Computer science, in general, is one of those fields where the more learning you do, the more you want to do. In a lot of ways you can go on in this way indefinitely. There’s always something new to build, some new function to uncover, some new software tool to play with.

However, eventually you get into concepts that go beyond scripting. You’re going to need an IDE. You’re going to want to do some network concepts. You might want to work with new or exotic hardware. For that, you go beyond a few extra directories and a piece of software or two. You need to build a lab.

I like labs. In general I like any hobby with a specific set of tools, particularly if those tools are used to make things. I hesitate to call myself a maker, because I don’t, presently, actively produce physical objects. That might change.

For a while now I’ve been banging around the idea of the Minilab - my solution to having half an office to use as a lab for all the various areas I want to explore. The plan calls for a variety of minilab toolsets, but I’m going to talk about the ones I intend to aquire first: the CompSci Minilab.

For reference, here’s the current state of the minilab:

The Minilab

Patch Savage Labs - Minilab 2017 Upgrade Plan

The Main Box

Okay, so presently, my main-and-only box is an aging Acer Aspire, a student-level model circa 2009 or so, running Ubuntu and not useful for much apart from browsers, chat, and an IDE session. It’s really starting to show its age - the mouse and keyboard visible on the shelf under it are actually necessary to operate. Not ideal for the man on the move.

I do however have most of a defunct gaming computer - a homebuild I was calling Gliesse - which I’m liquidating. Take that and some diverted income and I intend to upgrade to something new from the Lenovo Thinkpad line, probably a mid-range enterpirse model.

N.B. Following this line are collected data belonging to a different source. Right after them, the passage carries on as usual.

#[cfg(test)]
mod tests {
    use super::*;

    #[test]
    fn from_conversions() {
        assert_eq!(Value::from(5i32), Value::Int(5));
        assert_eq!(Value::from(7u32), Value::Int(7));
        assert_eq!(Value::from(1.5f64), Value::Float(1.5));
        assert_eq!(Value::from("a"), Value::Text("a".into()));
        assert_eq!(Value::from(false), Value::Bool(false));
        assert_eq!(Value::from(None::<&str>), Value::Null);
        assert_eq!(Value::from(Some(3i64)), Value::Int(3));
    }

    #[test]
    fn coerce_i64_rules() {
        assert_eq!(Value::Null.coerce_i64(), 0);
        assert_eq!(Value::Int(42).coerce_i64(), 42);
        assert_eq!(Value::Float(3.9).coerce_i64(), 3);
        assert_eq!(Value::Bool(true).coerce_i64(), 1);
        assert_eq!(Value::Text(" 17 ".into()).coerce_i64(), 17);
        assert_eq!(Value::Text("2.5".into()).coerce_i64(), 2);
        assert_eq!(Value::Text("many".into()).coerce_i64(), 0);
    }

    #[test]
    fn json_scalars_convert() {
        assert_eq!(Value::try_from(serde_json::json!(null)).unwrap(), Value::Null);
        assert_eq!(Value::try_from(serde_json::json!(12)).unwrap(), Value::Int(12));
        assert_eq!(Value::try_from(serde_json::json!(0.25)).unwrap(), Value::Float(0.25));
        assert_eq!(
            Value::try_from(serde_json::json!("x")).unwrap(),
            Value::Text("x".into())
        );
    }

    #[test]
    fn json_composites_are_rejected() {
        assert!(matches!(
            Value::try_from(serde_json::json!([1, 2])),
            Err(DbError::InvalidValue(_))
        ));
        assert!(matches!(
            Value::try_from(serde_json::json!({"a": 1})),
            Err(DbError::InvalidValue(_))
        ));
        assert!(matches!(
            Value::try_from(serde_json::json!(u64::MAX)),
            Err(DbError::InvalidValue(_))
        ));
    }

    #[test]
    fn serde_untagged_shape() {
        let values = vec![Value::Null, Value::Bool(true), Value::Int(1), Value::Text("t".into())];
        let json = serde_json::to_string(&values).unwrap();
        assert_eq!(json, r#"[null,true,1,"t"]"#);
        let back: Vec<Value> = serde_json::from_str(&json).unwrap();
        assert_eq!(back, values);
    }

    #[test]
    fn int_narrows_to_param_type() {
        let mut buf = BytesMut::new();
        Value::Int(7).to_sql_checked(&Type::INT4, &mut buf).unwrap();
        assert_eq!(&buf[..], &7i32.to_be_bytes());

        let mut buf = BytesMut::new();
        assert!(Value::Int(i64::from(i32::MAX) + 1)
            .to_sql_checked(&Type::INT4, &mut buf)
            .is_err());
    }

    #[test]
    fn mismatched_type_is_an_encode_error() {
        let mut buf = BytesMut::new();
        assert!(Value::Int(1).to_sql_checked(&Type::TEXT, &mut buf).is_err());
        assert!(Value::Text("x".into()).to_sql_checked(&Type::INT8, &mut buf).is_err());
    }

    #[test]
    fn null_encodes_for_any_accepted_type() {
        let mut buf = BytesMut::new();
        assert!(matches!(
            Value::Null.to_sql_checked(&Type::INT8, &mut buf).unwrap(),
            IsNull::Yes
        ));
        assert!(buf.is_empty());
    }

    #[test]
    fn decodes_scalars() {
        assert_eq!(
            Value::from_sql(&Type::INT8, &42i64.to_be_bytes()).unwrap(),
            Value::Int(42)
        );
        assert_eq!(Value::from_sql(&Type::TEXT, b"hello").unwrap(), Value::Text("hello".into()));
        assert_eq!(Value::from_sql_null(&Type::INT4).unwrap(), Value::Null);
    }

    fn encode<T: ToSql>(value: &T, ty: &Type) -> Result<BytesMut, BoxError> {
        let mut buf = BytesMut::new();
        value.to_sql_checked(ty, &mut buf)?;
        Ok(buf)
    }

    #[test]
    fn numbers_encode_as_numeric() {
        let numeric = |value: Value| {
            let raw = encode(&value, &Type::NUMERIC).unwrap();
            Decimal::from_sql(&Type::NUMERIC, &raw).unwrap()
        };
        assert_eq!(numeric(Value::Int(100)), Decimal::from(100));
        assert_eq!(numeric(Value::Float(2.5)), Decimal::new(25, 1));
        assert_eq!(numeric(Value::Text(" 19.99".into())), Decimal::new(1999, 2));
        assert!(encode(&Value::Float(f64::NAN), &Type::NUMERIC).is_err());
        assert!(encode(&Value::Text("lots".into()), &Type::NUMERIC).is_err());
    }

    #[test]
    fn text_parses_into_temporal_params() {
        let noon = NaiveDate::from_ymd_opt(2024, 5, 1)
            .unwrap()
            .and_hms_opt(12, 30, 0)
            .unwrap();

        let utc = encode(&noon.and_utc(), &Type::TIMESTAMPTZ).unwrap();
        assert_eq!(encode(&Value::from("2024-05-01T12:30:00Z"), &Type::TIMESTAMPTZ).unwrap(), utc);
        assert_eq!(
            encode(&Value::from("2024-05-01 14:30:00+02:00"), &Type::TIMESTAMPTZ).unwrap(),
            utc
        );
        assert_eq!(encode(&Value::from("2024-05-01 12:30:00"), &Type::TIMESTAMPTZ).unwrap(), utc);

        assert_eq!(
            encode(&Value::from("2024-05-01T12:30:00"), &Type::TIMESTAMP).unwrap(),
            encode(&noon, &Type::TIMESTAMP).unwrap()
        );
        assert_eq!(
            encode(&Value::from("2024-05-01"), &Type::DATE).unwrap(),
            encode(&noon.date(), &Type::DATE).unwrap()
        );
        assert_eq!(
            encode(&Value::from("12:30:00"), &Type::TIME).unwrap(),
            encode(&noon.time(), &Type::TIME).unwrap()
        );
    }

    #[test]
    fn unparsable_text_names_the_value_and_column_type() {
        let err = encode(&Value::from("yesterday"), &Type::TIMESTAMPTZ).unwrap_err();
        assert!(
            err.to_string().starts_with("Invalid value: cannot encode text as timestamptz"),
            "got {err}"
        );
        let err = encode(&Value::Float(f64::INFINITY), &Type::NUMERIC).unwrap_err();
        assert!(err.to_string().contains("cannot encode float as numeric"), "got {err}");
    }

    #[test]
    fn text_parses_into_uuid() {
        let id = Uuid::parse_str("67e55044-10b1-426f-9247-bb680e5fe0c8").unwrap();
        assert_eq!(
            encode(&Value::from("67e55044-10b1-426f-9247-bb680e5fe0c8"), &Type::UUID).unwrap(),
            encode(&id, &Type::UUID).unwrap()
        );
        assert!(encode(&Value::from("not-a-uuid"), &Type::UUID).is_err());
        assert!(encode(&Value::Int(7), &Type::UUID).is_err());
    }

    #[test]
    fn scalars_and_documents_encode_as_json() {
        assert_eq!(
            encode(&Value::from(r#"{"a":1}"#), &Type::JSONB).unwrap(),
            encode(&serde_json::json!({"a": 1}), &Type::JSONB).unwrap()
        );
        assert_eq!(
            encode(&Value::Int(3), &Type::JSON).unwrap(),
            encode(&serde_json::json!(3), &Type::JSON).unwrap()
        );
        assert_eq!(
            encode(&Value::Bool(true), &Type::JSONB).unwrap(),
            encode(&serde_json::json!(true), &Type::JSONB).unwrap()
        );
        assert!(encode(&Value::from("{oops"), &Type::JSONB).is_err());
    }

    #[test]
    fn decodes_numeric_temporal_uuid_and_json() {
        let raw = encode(&Decimal::new(25, 1), &Type::NUMERIC).unwrap();
        assert_eq!(Value::from_sql(&Type::NUMERIC, &raw).unwrap(), Value::Float(2.5));

        let noon = NaiveDate::from_ymd_opt(2024, 5, 1)
            .unwrap()
            .and_hms_opt(12, 30, 0)
            .unwrap();
        let raw = encode(&noon.and_utc(), &Type::TIMESTAMPTZ).unwrap();
        assert_eq!(
            Value::from_sql(&Type::TIMESTAMPTZ, &raw).unwrap(),
            Value::from("2024-05-01T12:30:00+00:00")
        );
        let raw = encode(&noon, &Type::TIMESTAMP).unwrap();
        assert_eq!(
            Value::from_sql(&Type::TIMESTAMP, &raw).unwrap(),
            Value::from("2024-05-01 12:30:00")
        );
        let raw = encode(&noon.date(), &Type::DATE).unwrap();
        assert_eq!(Value::from_sql(&Type::DATE, &raw).unwrap(), Value::from("2024-05-01"));

        let id = Uuid::parse_str("67e55044-10b1-426f-9247-bb680e5fe0c8").unwrap();
        let raw = encode(&id, &Type::UUID).unwrap();
        assert_eq!(
            Value::from_sql(&Type::UUID, &raw).unwrap(),
            Value::from("67e55044-10b1-426f-9247-bb680e5fe0c8")
        );

        let raw = encode(&serde_json::json!({"a": [1, 2]}), &Type::JSONB).unwrap();
        assert_eq!(Value::from_sql(&Type::JSONB, &raw).unwrap(), Value::from(r#"{"a":[1,2]}"#));
        let raw = encode(&serde_json::json!(3), &Type::JSON).unwrap();
        assert_eq!(Value::from_sql(&Type::JSON, &raw).unwrap(), Value::Int(3));
    }

    #[test]
    fn accepts_common_column_types() {
        for ty in [
            Type::NUMERIC,
            Type::TIMESTAMP,
            Type::TIMESTAMPTZ,
            Type::DATE,
            Type::TIME,
            Type::UUID,
            Type::JSON,
            Type::JSONB,
        ] {
            assert!(<Value as FromSql>::accepts(&ty), "decode {ty}");
            assert!(<Value as ToSql>::accepts(&ty), "encode {ty}");
        }
        assert!(<Value as ToSql>::accepts(&Type::UNKNOWN));
        assert!(!<Value as FromSql>::accepts(&Type::BYTEA));
    }
}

With the new hardware for the main box, we’re going to strip off the pre-installed win10, which we don’t need. We’ll reinstall with Ubuntu and keep a few other OSes on hand (with Gliesse decomissioned I now have a Win7 license freed up that had its own Win10 upgrade option already used, plus probably Kali and maybe some Qubes to play with).

In addition to simply being beefier overall as a machine, the specs for the main box have been chosen specifically to allow me to impement something like The AVATAR Project with some modifications. I intend to use VMWare Workstation Pro, which is going to be an extra expense but seems to be the most expedient way to make it happen. This will give me a small virtual network to play with, segmented into Management, Guest, and Office subnetworks. I can play with a Kali VM to practice penetration techniques (and detection techniques) from Guest to Office. I also intend to load at least one Win7/Win10 VM into the office network to test my builds for windows compatibility. Best of all is I can bring the individual VMs online without having to bring up the whole network at once, saving resource drain.

I’m also starting to feel the need for an IDE when working with Python. Tapestry and some other automation work I’ve done has been easy enough to develop in a raw editor (Notepadqq), but TwistedTale is evolving to a point of complexity where I need to be able to better probe the script while executing it.

The NAS

This old laptop (affectionately, the Slaptop) isn’t going in the bin just yet. I intend to set it up as a NAS, having as I do several TB of old HDDs that would be relatively inexpensive to turn into external drives. Yes, I realize using USB drives for a NAS is far from ideal, but I don’t need to handle huge amounts of bandwidth at once here. Simply having a place to store the bulkier files will be fine, given that the Main Box laptop will be losing several tens of GB to OS images and VM snapshots already.

I still haven’t decided if I want the NAS to be world-facing in some way (as a private dropbox) or just facing my household network. Both have their pros and cons, but in order to make a decision I’ll need to learn more about the related concepts.

Residential Server 1

Contrary to the name, this will not actually be used for storage, but I have determined it to be the cheaper and likely more convenient alternative to handling my other domain, sanityline.net over my present arrangement of hosting. Depending on feasibility I may use it to host TwistedTale and/or this blog as well. The machine will likely be nothing special and will in fact likely be something of a Pawn Shop Special.

At the present rate of revenue and expenditure, and using old equiment to the maximum, I expect this phase of development to conclude around January 2018.